The evaluation of the segmentation performance in Section \ref{sec:results_segmentation} is not completely representative of the performance of the models in actual applications, because the dataset used for the evaluation contained fewer positives contained in the ground truth annotations than the actual leaf regions present in the image. However, when manually inspecting the segmentation results, it is evident that all configurations exhibit a significant number of misclassifications, showcasing the poor performance results due not only to the dataset quality, but also to the actual model performance.
Poor segmentation performance (especially specificity) shows that the synthetically generated dataset is not suitable for training models with the task of segmenting leaves. This could be combatted with an extensive dataset of leaf regions annotated in images containing more than one leaf. This can replace the synthetically generated dataset described in Section \ref{sec:data_aug} during training, increasing the performance of the segmentation stage, which in turn allows the disease detection stage to produce more accurate results.
In an attempt to create true leaf classifications, segmentation regions (described in Section \ref{sec:results_total}), which are specific to the dataset at hand and cannot be generalized to any situation, were selected from the results to select a relatively large centrally positioned leaf area from the image. However, even with this limitation, the performance of the best pipeline configuration is still classifying about 30\% of the images presented with the wrong label.

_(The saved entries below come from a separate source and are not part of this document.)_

//! Built-in function library.
//!
//! Registration conventions:
//! - One registration per function name, using an arity range when optional
//!   parameters exist; dispatch on `args.len()` inside the body.
//! - Eager bodies receive fully materialized arguments. Functions that must
//!   stream their input (or keep their own flow checks) register a builder
//!   that assembles a dedicated iterator instead.

mod datetime;
mod durations;
mod objects;
mod sequences;

use std::collections::HashMap;
use std::fmt;
use std::sync::Arc;

use compact_str::CompactString;

use crate::item::Sequence;
use crate::runtime::context::DynamicContext;
use crate::runtime::error::{Error, ErrorCode};
use crate::runtime::iterator::{BoxedIterator, Metadata, Operator, OperatorIterator, Result, VariableSet};

pub use durations::{DurationConstructor, duration_constructor};

pub type Arity = usize;

/// What an eager function body sees besides its arguments.
pub struct CallCtx<'a> {
    pub context: &'a Arc<DynamicContext>,
    pub metadata: Metadata,
}

pub type FunctionImpl = Arc<dyn Fn(&CallCtx<'_>, &[Sequence]) -> Result<Sequence> + Send + Sync>;

/// Builds the iterator for a streaming function call from its argument iterators.
pub type StreamingBuilder = Arc<dyn Fn(Vec<BoxedIterator>, Metadata) -> BoxedIterator + Send + Sync>;

#[derive(Clone)]
pub enum FunctionBody {
    Eager(FunctionImpl),
    Streaming(StreamingBuilder),
}

impl fmt::Debug for FunctionBody {
    fn fmt(&self, f: &mut fmt::Formatter<'_>) -> fmt::Result {
        match self {
            FunctionBody::Eager(_) => f.write_str("FunctionBody::Eager"),
            FunctionBody::Streaming(_) => f.write_str("FunctionBody::Streaming"),
        }
    }
}

type Overload = (Arity, Option<Arity>, FunctionBody);

/// Error type returned by function resolution.
#[derive(Debug, Clone, PartialEq, Eq)]
pub enum ResolveError {
    Unknown(CompactString),
    /// The name exists, but not for the requested arity.
    WrongArity { name: CompactString, available: Vec<Arity> },
}

impl fmt::Display for ResolveError {
    fn fmt(&self, f: &mut fmt::Formatter<'_>) -> fmt::Result {
        match self {
            ResolveError::Unknown(name) => write!(f, "unknown function {name}()"),
            ResolveError::WrongArity { name, available } => {
                let arities: Vec<String> = available.iter().map(ToString::to_string).collect();
                write!(f, "function {name}() cannot be called with this arity (known arities: {})", arities.join(", "))
            }
        }
    }
}

impl From<ResolveError> for Error {
    fn from(e: ResolveError) -> Self {
        Error::from_code(ErrorCode::XPST0017, e.to_string())
    }
}

#[derive(Default)]
pub struct FunctionRegistry {
    // (min_arity, max_arity, body); `None` as max means variadic. Kept sorted so
    // the most specific overload (higher min, then smaller max) wins.
    fns: HashMap<CompactString, Vec<Overload>>,
}

impl FunctionRegistry {
    pub fn new() -> Self {
        Self::default()
    }

    pub fn register_range(&mut self, name: &str, min_arity: Arity, max_arity: Option<Arity>, body: FunctionBody) {
        let overloads = self.fns.entry(CompactString::from(name)).or_default();
        overloads.push((min_arity, max_arity, body));
        overloads.sort_by(|a, b| b.0.cmp(&a.0).then_with(|| match (a.1, b.1) {
            (Some(x), Some(y)) => x.cmp(&y),
            (Some(_), None) => std::cmp::Ordering::Less,
            (None, Some(_)) => std::cmp::Ordering::Greater,
            (None, None) => std::cmp::Ordering::Equal,
        }));
    }

    pub fn register_fn<F>(&mut self, name: &str, arity: Arity, f: F)
    where
        F: 'static + Send + Sync + Fn(&CallCtx<'_>, &[Sequence]) -> Result<Sequence>,
    {
        self.register_range(name, arity, Some(arity), FunctionBody::Eager(Arc::new(f)));
    }

    pub fn register_fn_range<F>(&mut self, name: &str, min_arity: Arity, max_arity: Option<Arity>, f: F)
    where
        F: 'static + Send + Sync + Fn(&CallCtx<'_>, &[Sequence]) -> Result<Sequence>,
    {
        self.register_range(name, min_arity, max_arity, FunctionBody::Eager(Arc::new(f)));
    }

    pub fn register_streaming<F>(&mut self, name: &str, arity: Arity, build: F)
    where
        F: 'static + Send + Sync + Fn(Vec<BoxedIterator>, Metadata) -> BoxedIterator,
    {
        self.register_range(name, arity, Some(arity), FunctionBody::Streaming(Arc::new(build)));
    }

    pub fn contains(&self, name: &str) -> bool {
        self.fns.contains_key(name)
    }

    pub fn resolve(&self, name: &str, arity: Arity) -> std::result::Result<&FunctionBody, ResolveError> {
        let Some(overloads) = self.fns.get(name) else {
            return Err(ResolveError::Unknown(name.into()));
        };
        if let Some((_, _, body)) =
            overloads.iter().find(|(min, max, _)| arity >= *min && max.is_none_or(|m| arity <= m))
        {
            return Ok(body);
        }
        let mut available: Vec<Arity> =
            overloads.iter().filter_map(|(min, max, _)| max.map(|m| *min..=m)).flatten().collect();
        available.sort_unstable();
        available.dedup();
        Err(ResolveError::WrongArity { name: name.into(), available })
    }

    /// Assemble the iterator for `name(args...)`.
    pub fn build_call(&self, name: &str, args: Vec<BoxedIterator>, metadata: Metadata) -> Result<BoxedIterator> {
        let body = self.resolve(name, args.len()).map_err(|e| Error::from(e).with_metadata(metadata))?;
        Ok(match body {
            FunctionBody::Streaming(build) => build(args, metadata),
            FunctionBody::Eager(f) => Box::new(OperatorIterator::new(
                FunctionCall {
                    name: CompactString::from(name),
                    body: Arc::clone(f),
                    args,
                    metadata,
                    results: Vec::new().into_iter(),
                },
                metadata,
            )),
        })
    }
}

/// Runs an eager function body: arguments are materialized on open, the
/// result is streamed out.
pub struct FunctionCall {
    name: CompactString,
    body: FunctionImpl,
    args: Vec<BoxedIterator>,
    metadata: Metadata,
    results: std::vec::IntoIter<crate::item::Item>,
}

impl Operator for FunctionCall {
    type Output = crate::item::Item;

    fn name(&self) -> &'static str {
        "function-call"
    }

    fn start(&mut self, context: &Arc<DynamicContext>) -> Result<()> {
        let args = self.args.iter_mut().map(|a| a.materialize(context)).collect::<Result<Vec<_>>>()?;
        let call = CallCtx { context, metadata: self.metadata };
        tracing::trace!(function = %self.name, arity = args.len(), "call");
        self.results = (self.body)(&call, &args)?.into_iter();
        Ok(())
    }

    fn produce(&mut self) -> Result<Option<crate::item::Item>> {
        Ok(self.results.next())
    }

    fn stop(&mut self) {
        self.results = Vec::new().into_iter();
    }

    fn dependencies(&self, out: &mut VariableSet) {
        for arg in &self.args {
            arg.collect_dependencies(out);
        }
    }
}

/// Registry with every built-in function.
pub fn default_function_registry() -> FunctionRegistry {
    let mut reg = FunctionRegistry::new();
    durations::register(&mut reg);
    datetime::register(&mut reg);
    objects::register(&mut reg);
    sequences::register(&mut reg);
    reg
}

/// The single item of an at-most-one argument.
pub(crate) fn optional_argument<'a>(
    args: &'a [Sequence],
    index: usize,
    function: &str,
) -> Result<Option<&'a crate::item::Item>> {
    let arg = args.get(index).map(Vec::as_slice).unwrap_or(&[]);
    match arg {
        [] => Ok(None),
        [item] => Ok(Some(item)),
        _ => Err(Error::cardinality(format!(
            "{function}() expects at most one item as argument {}, found {}",
            index + 1,
            arg.len()
        ))),
    }
}

#[cfg(test)]
mod tests {
    use super::*;
    use crate::item::Item;
    use crate::runtime::RuntimeIterator;
    use crate::runtime::iterators::{constant, sequence};

    fn md() -> Metadata {
        Metadata::default()
    }

    #[test]
    fn resolution_reports_known_arities() {
        let reg = default_function_registry();
        assert!(reg.resolve("count", 1).is_ok());
        assert_eq!(reg.resolve("nope", 0).unwrap_err(), ResolveError::Unknown("nope".into()));
        match reg.resolve("count", 3).unwrap_err() {
            ResolveError::WrongArity { available, .. } => assert_eq!(available, vec![1]),
            other => panic!("unexpected {other:?}"),
        }
    }

    #[test]
    fn unknown_functions_fail_to_build() {
        let reg = default_function_registry();
        let err = reg.build_call("nope", vec![], Metadata::new(2, 4)).err().unwrap();
        assert_eq!(err.code, ErrorCode::XPST0017);
        assert_eq!(err.metadata, Some(Metadata::new(2, 4)));
    }

    #[test]
    fn custom_functions_see_the_context() {
        let mut reg = FunctionRegistry::new();
        reg.register_fn("answer", 0, |call, _args| {
            Ok(call.context.variable("x").map(|v| v.to_vec()).unwrap_or_default())
        });
        reg.register_fn_range("pick", 1, None, |_call, args| Ok(args.last().cloned().unwrap_or_default()));
        let ctx = DynamicContext::builder().with_variable("x", vec![Item::Int(42)]).build();
        let mut it = reg.build_call("answer", vec![], md()).unwrap();
        assert_eq!(it.materialize(&ctx).unwrap(), vec![Item::Int(42)]);
        let args = vec![constant(Item::Int(1), md()), sequence(vec![Item::Int(2), Item::Int(3)], md())];
        let mut it = reg.build_call("pick", args, md()).unwrap();
        assert_eq!(it.materialize(&ctx).unwrap(), vec![Item::Int(2), Item::Int(3)]);
    }
}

Although these performances do not accurately reflect the pipelines' performance in real-world scenarios, they present a baseline for comparision of the different presented methods and give a basic understanding in the performance characteristics of each configuration.
The evaluation of the presented pipelines gives insight into the capabilities of detecting leaf diseases in non-lab conditions. However, these results must be interpreted with caution, as the conditions present in the dataset may differ significantly from real-world applications. While the test dataset PlantDoc \cite{singh_plantdoc_2020} contains images of healthy and diseased plants with multiple leaves in different orientations and occlusions present, mirroring real-world conditions, it is predominantly comprised of images with a narrow focus on single leaves. In real-world applications, where footage containing many plants and crops, e.g. an overview of an agricultural field, may be used, leaf regions are much smaller than in the evaluation dataset used for this work. Also, no single leaves, which are much more emphasized than others, will be present. Given these differences between real-world and evaluation data, the results presented may overestimate the presented approaches' robustness and generalizability. Particularly, the segmentation of smaller size leaf regions in wide-angle footage may lead to a decline of segmentation capability in the first stage of the presented pipelines. To combat this, future studies could include the usage of models like Semantic-SAM as the panoptic segmentation network, which are capable of segmenting image regions in different granularities, enabling the segmentation of small leaf regions \cite{li_semantic-sam_2023}.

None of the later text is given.